5th File

48.5K 5.6K 901
                                    

disclaimer : double update for this week because I feel bad by leaving you guys for these last two weeks :( So, Happy Reading.



"Jadi ortu lo tinggalnya di KL?"

Ryan mengangguk sembari mereka mencetak boarding pass di self-ticketing machine terminal 3 bandara Soekarno-Hatta malam itu. Mereka memang memutuskan untuk berangkat di Jumat malam—meskipun itu artinya mereka akan sampai disana pukul dua belas malam, tapi Ryan dan Fanny punya prinsip yang sama bahwa it's better to take midnight flight dibanding earliest flight di hari sabtunya.

That's why they are here.

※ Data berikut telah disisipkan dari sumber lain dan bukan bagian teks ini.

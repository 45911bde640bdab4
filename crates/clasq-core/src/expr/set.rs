//! Ordered, name-keyed sets of named expressions.

use core::fmt;
use core::ops::{BitAnd, BitOr, BitXor, Sub};

use indexmap::IndexMap;

use crate::error::{ObjectError, Result};
use crate::name::ObjectName;

use super::{require_name, Expr};

/// How members of an [`ExprSet`] are keyed.
#[derive(Debug, Clone, Copy, PartialEq, Eq, Default)]
pub enum KeyKind {
    /// By output name. Used for selected expressions.
    #[default]
    Name,
    /// Columns by `<view>.<column>`, other expressions by output name. Used
    /// for base columns, groups and orders, which may hold same-named
    /// columns of different views.
    Qualified,
}

/// An insertion-ordered set of named expressions.
#[derive(Clone, Default)]
pub struct ExprSet {
    kind: KeyKind,
    items: IndexMap<ObjectName, Expr>,
}

impl ExprSet {
    /// Creates an empty set.
    #[must_use]
    pub fn new(kind: KeyKind) -> Self {
        Self {
            kind,
            items: IndexMap::new(),
        }
    }

    /// Creates a set from expressions.
    ///
    /// # Errors
    ///
    /// Fails on unnamed expressions and duplicate keys.
    pub fn from_exprs<I>(kind: KeyKind, exprs: I) -> Result<Self>
    where
        I: IntoIterator<Item = Expr>,
    {
        let mut set = Self::new(kind);
        for expr in exprs {
            set.insert(expr)?;
        }
        Ok(set)
    }

    /// Returns the keying mode.
    #[must_use]
    pub const fn key_kind(&self) -> KeyKind {
        self.kind
    }

    /// Computes the key `expr` would be stored under.
    ///
    /// # Errors
    ///
    /// Returns [`ObjectError::ArgType`] for an unnamed expression.
    pub fn key_of(&self, expr: &Expr) -> Result<ObjectName> {
        if self.kind == KeyKind::Qualified {
            if let Some(column) = expr.as_column() {
                return Ok(column.qualified_name());
            }
        }
        require_name(expr).cloned()
    }

    /// Adds an expression.
    ///
    /// # Errors
    ///
    /// Returns [`ObjectError::NameAlreadyExists`] if the key is taken.
    pub fn insert(&mut self, expr: Expr) -> Result<()> {
        let key = self.key_of(&expr)?;
        if self.items.contains_key(&key) {
            return Err(ObjectError::name_exists("Name already exists.", &key).into());
        }
        self.items.insert(key, expr);
        Ok(())
    }

    /// Adds an expression unless its key is already present.
    ///
    /// Returns `false` when the key existed.
    ///
    /// # Errors
    ///
    /// Returns [`ObjectError::ArgType`] for an unnamed expression.
    pub fn insert_if_absent(&mut self, expr: Expr) -> Result<bool> {
        let key = self.key_of(&expr)?;
        if self.items.contains_key(&key) {
            return Ok(false);
        }
        self.items.insert(key, expr);
        Ok(true)
    }

    /// Adds a column expression. An existing key keeps its member.
    pub(crate) fn push_column(&mut self, expr: Expr) {
        let key = match (self.kind, expr.as_column()) {
            (KeyKind::Qualified, Some(column)) => column.qualified_name(),
            (KeyKind::Name, Some(column)) => column.name().clone(),
            (_, None) => return,
        };
        self.items.entry(key).or_insert(expr);
    }

    /// Looks up a member by key.
    #[must_use]
    pub fn get(&self, key: &ObjectName) -> Option<&Expr> {
        self.items.get(key)
    }

    /// Returns `true` if a member is stored under `key`.
    #[must_use]
    pub fn contains_key(&self, key: &ObjectName) -> bool {
        self.items.contains_key(key)
    }

    /// Returns `true` if `expr` itself is a member.
    ///
    /// The key must match and the stored member must be the same node
    /// (looking through ordering) or the same column.
    #[must_use]
    pub fn contains(&self, expr: &Expr) -> bool {
        let Ok(key) = self.key_of(expr) else {
            return false;
        };
        self.items
            .get(&key)
            .is_some_and(|member| member.refers_to_same(expr))
    }

    /// Iterates over the members in insertion order.
    pub fn iter(&self) -> impl Iterator<Item = &Expr> {
        self.items.values()
    }

    /// Iterates over the keys in insertion order.
    pub fn keys(&self) -> impl Iterator<Item = &ObjectName> {
        self.items.keys()
    }

    /// Returns the number of members.
    #[must_use]
    pub fn len(&self) -> usize {
        self.items.len()
    }

    /// Returns `true` if the set has no members.
    #[must_use]
    pub fn is_empty(&self) -> bool {
        self.items.is_empty()
    }

    /// Returns the members as a vector.
    #[must_use]
    pub fn to_vec(&self) -> Vec<Expr> {
        self.items.values().cloned().collect()
    }

    fn filtered(&self, keep: impl Fn(&ObjectName) -> bool) -> Self {
        Self {
            kind: self.kind,
            items: self
                .items
                .iter()
                .filter(|(k, _)| keep(k))
                .map(|(k, v)| (k.clone(), v.clone()))
                .collect(),
        }
    }

    /// Members of `self` whose key is also in `other`.
    #[must_use]
    pub fn intersection(&self, other: &Self) -> Self {
        self.filtered(|k| other.contains_key(k))
    }

    /// Members of `self`, then members of `other` with new keys.
    #[must_use]
    pub fn union(&self, other: &Self) -> Self {
        let mut out = self.clone();
        for (k, v) in &other.items {
            out.items.entry(k.clone()).or_insert_with(|| v.clone());
        }
        out
    }

    /// Members of `self` whose key is not in `other`.
    #[must_use]
    pub fn difference(&self, other: &Self) -> Self {
        self.filtered(|k| !other.contains_key(k))
    }

    /// Members whose key is in exactly one of the sets.
    #[must_use]
    pub fn symmetric_difference(&self, other: &Self) -> Self {
        self.difference(other).union(&other.difference(self))
    }
}

impl fmt::Debug for ExprSet {
    fn fmt(&self, f: &mut fmt::Formatter<'_>) -> fmt::Result {
        f.debug_list().entries(self.items.values()).finish()
    }
}

impl<'a> IntoIterator for &'a ExprSet {
    type Item = &'a Expr;
    type IntoIter = indexmap::map::Values<'a, ObjectName, Expr>;

    fn into_iter(self) -> Self::IntoIter {
        self.items.values()
    }
}

impl BitAnd for &ExprSet {
    type Output = ExprSet;

    fn bitand(self, rhs: Self) -> ExprSet {
        self.intersection(rhs)
    }
}

impl BitOr for &ExprSet {
    type Output = ExprSet;

    fn bitor(self, rhs: Self) -> ExprSet {
        self.union(rhs)
    }
}

impl Sub for &ExprSet {
    type Output = ExprSet;

    fn sub(self, rhs: Self) -> ExprSet {
        self.difference(rhs)
    }
}

impl BitXor for &ExprSet {
    type Output = ExprSet;

    fn bitxor(self, rhs: Self) -> ExprSet {
        self.symmetric_difference(rhs)
    }
}

#[cfg(test)]
mod tests {
    use super::*;
    use crate::expr::obj;

    fn names(set: &ExprSet) -> Vec<String> {
        set.keys().map(ToString::to_string).collect()
    }

    #[test]
    fn test_set_algebra_keeps_order() {
        let (a, b, c, d) = (obj("a"), obj("b"), obj("c"), obj("d"));
        let left = ExprSet::from_exprs(KeyKind::Name, [a, b.clone(), c.clone()]).unwrap();
        let right = ExprSet::from_exprs(KeyKind::Name, [d, c, b]).unwrap();

        assert_eq!(names(&(&left & &right)), ["b", "c"]);
        assert_eq!(names(&(&left | &right)), ["a", "b", "c", "d"]);
        assert_eq!(names(&(&left - &right)), ["a"]);
        assert_eq!(names(&(&left ^ &right)), ["a", "d"]);
    }

    #[test]
    fn test_duplicate_key_rejected() {
        let mut set = ExprSet::new(KeyKind::Name);
        set.insert(obj("a")).unwrap();
        let err = set.insert(obj("a")).unwrap_err();
        assert!(matches!(
            err.as_object(),
            Some(ObjectError::NameAlreadyExists { .. })
        ));
        assert!(!set.insert_if_absent(obj("a")).unwrap());
    }

    #[test]
    fn test_unnamed_rejected() {
        let mut set = ExprSet::new(KeyKind::Name);
        assert!(set.insert(&obj("a") + 1).is_err());
    }

    #[test]
    fn test_contains_checks_identity() {
        let a = obj("a");
        let set = ExprSet::from_exprs(KeyKind::Name, [a.clone()]).unwrap();
        assert!(set.contains(&a));
        assert!(set.contains(&a.desc()));
        assert!(set.contains_key(&ObjectName::new("a")));
        assert!(!set.contains(&obj("a")));
    }
}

Tepat ketika mereka sampai di gate, pengumuman boarding untuk penumpang business class pun menggema sehingga mereka langsung memasuki pesawat.

"Thanks," ucap Fanny ketika Ryan membiarkannya masuk dan duduk lebih dulu sementara pria itu menaruh koper mereka berdua di kabin sebelum ikut duduk di kursi samping Fanny. "Lo kalau naik pesawat nggak ada privilege-nya gitu? Secara bokap lo..."

"Beda company, Stephanie. Emang lo misalkan kalau beli semen di Holcim, bukan di perusahaan tempatnya bokap lo, bakalan dapat diskonan?" tanyanya dengan ekspresi lucu yang membuat Fanny tertawa. "Lagian satu-satunya privilege yang gue dapatkan di maskapai sana adalah pertanyaan 'is there anything else that we can help you, Sir?' Which I'm very sure lo juga tau bahwa sebenarnya kita nggak ada privilege khusus for having a father as Director, right?"

"Bokap gue masih SEVP, for your information."

"Soon to be Director, sih. Udah kenceng banget isunya. RUPS kan sebulan lagi."

Fanny menatap Ryan dengan takjub. "Mata dan telinga lo emang dimana-mana ya."

"Almost all of those companies pernah jadi client-nya GMG, Han. That explains why—"

"Wait, what did you just call me?" Fanny memotong ucapan Ryan dengan ekspresi bingung.

"Han."

"Sorry? Sejak kapan gue ganti nama?"

"Nggak ada yang ganti nama lo." Ryan memasang ekspresi santai. "Han from Step-han-ie. Though, I still prefer to address you fully as 'Stephanie'."

Fanny hanya menggeleng-geleng dan memilih tidak membahas lebih jauh. She just let him do what he wants to do. Dia tau sedikit banyak karakter Ryan. Once he made his mind about something, then that's it. Nggak usah capek-capek mendebatnya. He won't budge at all. Lagipula pria itu tidak melakukan hal-hal yang membuat Fanny merasa keberatan.

"Lo pernah bilang nyokap lo is a Dermatologist, right?" tanya Fanny menyambung kembali topik obrolan mereka yang sempat terputus. "I can imagine how flawless she is."

Ryan tertawa kecil. "Mama is so beautiful emang. I have to agree with that one."

"Darah Filipina lo dari nyokap kalau gitu? Gue udah sering liat Pak Wirasena Airlangga di majalah bisnis atau berita dan gue yakin darah Amrik dan Surabaya lo dari beliau. So, I assume nyokap lo yang punya keturunan Filipina."

Ryan tidak langsung menjawab karena obrolan mereka diinterupsi oleh pramugari yang menawarkan hot towel. Ia menerimanya sambil tersenyum—yang Fanny yakin kalau saja ia tidak duduk di samping Ryan, pramugari itu pasti akan—setidaknya—mencoba berkenalan dengan Ryan. Se-charming itu emang womanizer satu ini.

"My Philippines' blood is from my biological mother."

Gerakan Fanny yang tengah mengelap tangannya dengan hot towel seketika terhenti. Namun kontras dengan Ryan, pria itu justru hanya tersenyum santai.